The Skaneateles village hall building at 46 E. Genesee St. will be sold to Chittenango developer Rick Moscarito after he made the highest purchase bid on the structure. The village received four bids, all of which were opened at a special March 19 board meeting. At the meeting, from left, were trustees John Cromp and Marc Angelillo, Village Clerk Patty Couch and Village Attorney Michael J. Byrne.
Photo by Jason Emerson.
Skaneateles The first phase of the plan to move the village municipal offices to a new location occurred last week when the board of trustees unanimously voted to sell the current village hall building at 46 E. Genesee St. to Chittenango developer Rick Moscarito for $855,000.
The sale ended a month-long period during which the building was officially termed “surplus” village property and offered for sale, about 20 prospective purchasers inspected the building and four purchase bids were sent to the trustees.
“The trustees conclude that the high bid reflects a fair and reasonable sale price for the property,” said Mayor Marty Hubbard, reading from a village resolution authorizing the acceptance of the bid at the March 22 village board meeting.
Although the bid was less than the undisclosed minimum reserve price the trustees previously had set, the authorization stated that the trustees “believe that it is in the best interests of the village taxpayers if the high bid is accepted,” rather than go through a second round of bidding with no assurance of a higher price being received.
The village will ultimately receive $830,000 from the sale of the building, which is the net sale price minus a 3 percent real estate commission.
Moscarito, president of Finger Lakes Luxury Homes and owner of Ty-Cass Property Development Corporation, both of Chittenango, was not present at the meeting announcing the sale.
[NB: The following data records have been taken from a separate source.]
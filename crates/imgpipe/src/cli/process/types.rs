//! CLI enum types for the process command.

use clap::ValueEnum;
use imgpipe_core::ReportFormat;

/// Supported report formats.
#[derive(Clone, Copy, Debug, ValueEnum)]
pub enum ReportFormatArg {
    /// Single JSON document
    Json,
    /// One JSON object per line (newline-delimited)
    Jsonl,
}

impl std::fmt::Display for ReportFormatArg {
    fn fmt(&self, f: &mut std::fmt::Formatter<'_>) -> std::fmt::Result {
        match self {
            ReportFormatArg::Json => write!(f, "json"),
            ReportFormatArg::Jsonl => write!(f, "jsonl"),
        }
    }
}

impl From<ReportFormatArg> for ReportFormat {
    fn from(arg: ReportFormatArg) -> Self {
        match arg {
            ReportFormatArg::Json => ReportFormat::Json,
            ReportFormatArg::Jsonl => ReportFormat::JsonLines,
        }
    }
}

#[cfg(test)]
mod tests {
    use super::*;

    #[test]
    fn test_display_round_trips_through_core_parse() {
        for arg in [ReportFormatArg::Json, ReportFormatArg::Jsonl] {
            let parsed = ReportFormat::parse(&arg.to_string());
            assert_eq!(parsed, Some(ReportFormat::from(arg)));
        }
    }
}
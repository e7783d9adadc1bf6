//! imgpipe core - embeddable image transform pipeline.
//!
//! Takes image files, runs an ordered list of transform steps over each of
//! them (compress, resize, crop, rotate, watermark, color-key removal,
//! filters, convert), and exports the results as files or one zip archive.
//!
//! # Architecture
//!
//! ```text
//! Select → Ingest (decode) → RasterBuffer → Stage… → Encode → Export
//! ```
//!
//! Decode and encode run on tokio's blocking pool; everything between them
//! is synchronous work on one owned buffer per item.
//!
//! # Usage
//!
//! ```rust,ignore
//! use imgpipe_core::{Config, PipelineRunner, Recipe, RunControl, SourceCandidate};
//!
//! #[tokio::main]
//! async fn main() -> imgpipe_core::Result<()> {
//!     let config = Config::load()?;
//!     let mut recipe = Recipe::default();
//!     recipe.extend_from_args(&["resize:percent=50", "convert:format=jpeg"])?;
//!
//!     let runner = PipelineRunner::new(&config);
//!     let candidate = SourceCandidate::from_path("./photo.png".as_ref())?;
//!     let result = runner
//!         .run(vec![candidate], &recipe.steps, None, &RunControl::new())
//!         .await;
//!     println!("{} done, {} failed", result.succeeded(), result.failed());
//!     Ok(())
//! }
//! ```

// Module declarations
pub mod config;
pub mod error;
pub mod pipeline;
pub mod remote;
pub mod report;

// Re-exports for convenient access
pub use config::Config;
pub use error::{ConfigError, ImgpipeError, PipelineError, PipelineResult, Result};
pub use pipeline::{
    ExportBlob, ExportSink, InputDiscovery, ItemStatus, OutputFormat, PipelineItem,
    PipelineRunner, ProgressEvent, RasterBuffer, Recipe, RunControl, RunResult, SourceCandidate,
    TransformSpec,
};
pub use remote::{RemoteResponse, RemoteTransform, RemoteTransformer};
pub use report::{ReportFormat, ReportWriter, RunSummary};

/// Library version.
pub const VERSION: &str = env!("CARGO_PKG_VERSION");
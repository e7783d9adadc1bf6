//! Configuration management for imgpipe.
//!
//! Configuration is loaded from `config.toml` in the platform config
//! directory. Every section has defaults, so a missing file or a partial file
//! is fine.

mod types;
mod validate;

pub use types::*;

use crate::error::ConfigError;
use serde::{Deserialize, Serialize};
use std::path::{Path, PathBuf};

/// Root configuration structure for imgpipe.
#[derive(Debug, Clone, Default, Serialize, Deserialize)]
#[serde(default)]
pub struct Config {
    /// Processing settings
    pub processing: ProcessingConfig,

    /// Resource limits
    pub limits: LimitsConfig,

    /// Encoder defaults
    pub encoding: EncodingConfig,

    /// Watermark defaults
    pub watermark: WatermarkConfig,

    /// Preview handle settings
    pub preview: PreviewConfig,

    /// Export settings
    pub export: ExportConfig,

    /// Server-side transform endpoint
    pub remote: RemoteConfig,

    /// Logging settings
    pub logging: LoggingConfig,
}

impl Config {
    /// Load configuration from the default location.
    ///
    /// Returns default configuration if the file doesn't exist.
    pub fn load() -> Result<Self, ConfigError> {
        let path = Self::default_path();
        if path.exists() {
            Self::load_from(&path)
        } else {
            Ok(Self::default())
        }
    }

    /// Load configuration from a specific file path.
    pub fn load_from(path: &Path) -> Result<Self, ConfigError> {
        let content = std::fs::read_to_string(path)?;
        let config: Config = toml::from_str(&content)?;
        config.validate()?;
        Ok(config)
    }

    /// Get the default config file path.
    ///
    /// - macOS: ~/Library/Application Support/dev.imgpipe.imgpipe/config.toml
    /// - Linux: ~/.config/imgpipe/config.toml
    /// - Windows: C:\Users\<User>\AppData\Roaming\imgpipe\imgpipe\config\config.toml
    ///
    /// Falls back to ~/.imgpipe/config.toml if directory detection fails.
    pub fn default_path() -> PathBuf {
        directories::ProjectDirs::from("dev", "imgpipe", "imgpipe")
            .map(|dirs| dirs.config_dir().to_path_buf().join("config.toml"))
            .unwrap_or_else(|| {
                let home = std::env::var("HOME").unwrap_or_else(|_| ".".to_string());
                PathBuf::from(home).join(".imgpipe").join("config.toml")
            })
    }

    /// Get the resolved output directory (with ~ expansion).
    pub fn output_dir(&self) -> PathBuf {
        let path_str = self.export.output_dir.to_string_lossy();
        let expanded = shellexpand::tilde(&path_str);
        PathBuf::from(expanded.into_owned())
    }

    /// Serialize the config to a pretty TOML string.
    pub fn to_toml(&self) -> Result<String, ConfigError> {
        toml::to_string_pretty(self).map_err(|e| ConfigError::ValidationError(e.to_string()))
    }
}

#[cfg(test)]
mod tests {
    use super::*;

    #[test]
    fn test_default_config() {
        let config = Config::default();
        assert_eq!(config.processing.parallel_workers, 1);
        assert_eq!(config.watermark.padding, 20);
        assert_eq!(config.limits.max_file_size_mb, 50);
        assert!(config.remote.endpoint.is_none());
    }

    #[test]
    fn test_config_to_toml() {
        let config = Config::default();
        let toml = config.to_toml().unwrap();
        assert!(toml.contains("[processing]"));
        assert!(toml.contains("[watermark]"));
        assert!(toml.contains("[export]"));
    }

    #[test]
    fn test_partial_file_keeps_defaults() {
        let dir = tempfile::tempdir().unwrap();
        let path = dir.path().join("config.toml");
        std::fs::write(&path, "[watermark]\npadding = 8\n").unwrap();

        let config = Config::load_from(&path).unwrap();
        assert_eq!(config.watermark.padding, 8);
        assert_eq!(config.watermark.font_size, 32);
        assert_eq!(config.encoding.default_quality, 0.92);
    }

    #[test]
    fn test_load_rejects_invalid_values() {
        let dir = tempfile::tempdir().unwrap();
        let path = dir.path().join("config.toml");
        std::fs::write(&path, "[encoding]\ndefault_quality = 3.0\n").unwrap();

        let err = Config::load_from(&path).unwrap_err();
        assert!(err.to_string().contains("default_quality"));
    }

    #[test]
    fn test_output_dir_expands_tilde() {
        let mut config = Config::default();
        config.export.output_dir = PathBuf::from("~/exports");
        assert!(config.output_dir().ends_with("exports"));

        config.export.output_dir = PathBuf::from("out/batch");
        assert_eq!(config.output_dir(), PathBuf::from("out/batch"));
    }
}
His real estate representative, Molly Elliott, of Williams Realty in Skaneateles, was present, however, and said Moscarito was “very excited” about his purchase. She said Moscarito already has consulted with Skaneateles architect Robert Eggleston about the possibility converting the building to first-floor commercial use and second- and third-floor residential space, although “nothing is set in stone yet.”
The building at 46 E. Genesee St., built in 1888, had previously had only three owners. From 1888 through 1929, the building housed a bank. From 1929 through the present day, it has been a municipal building.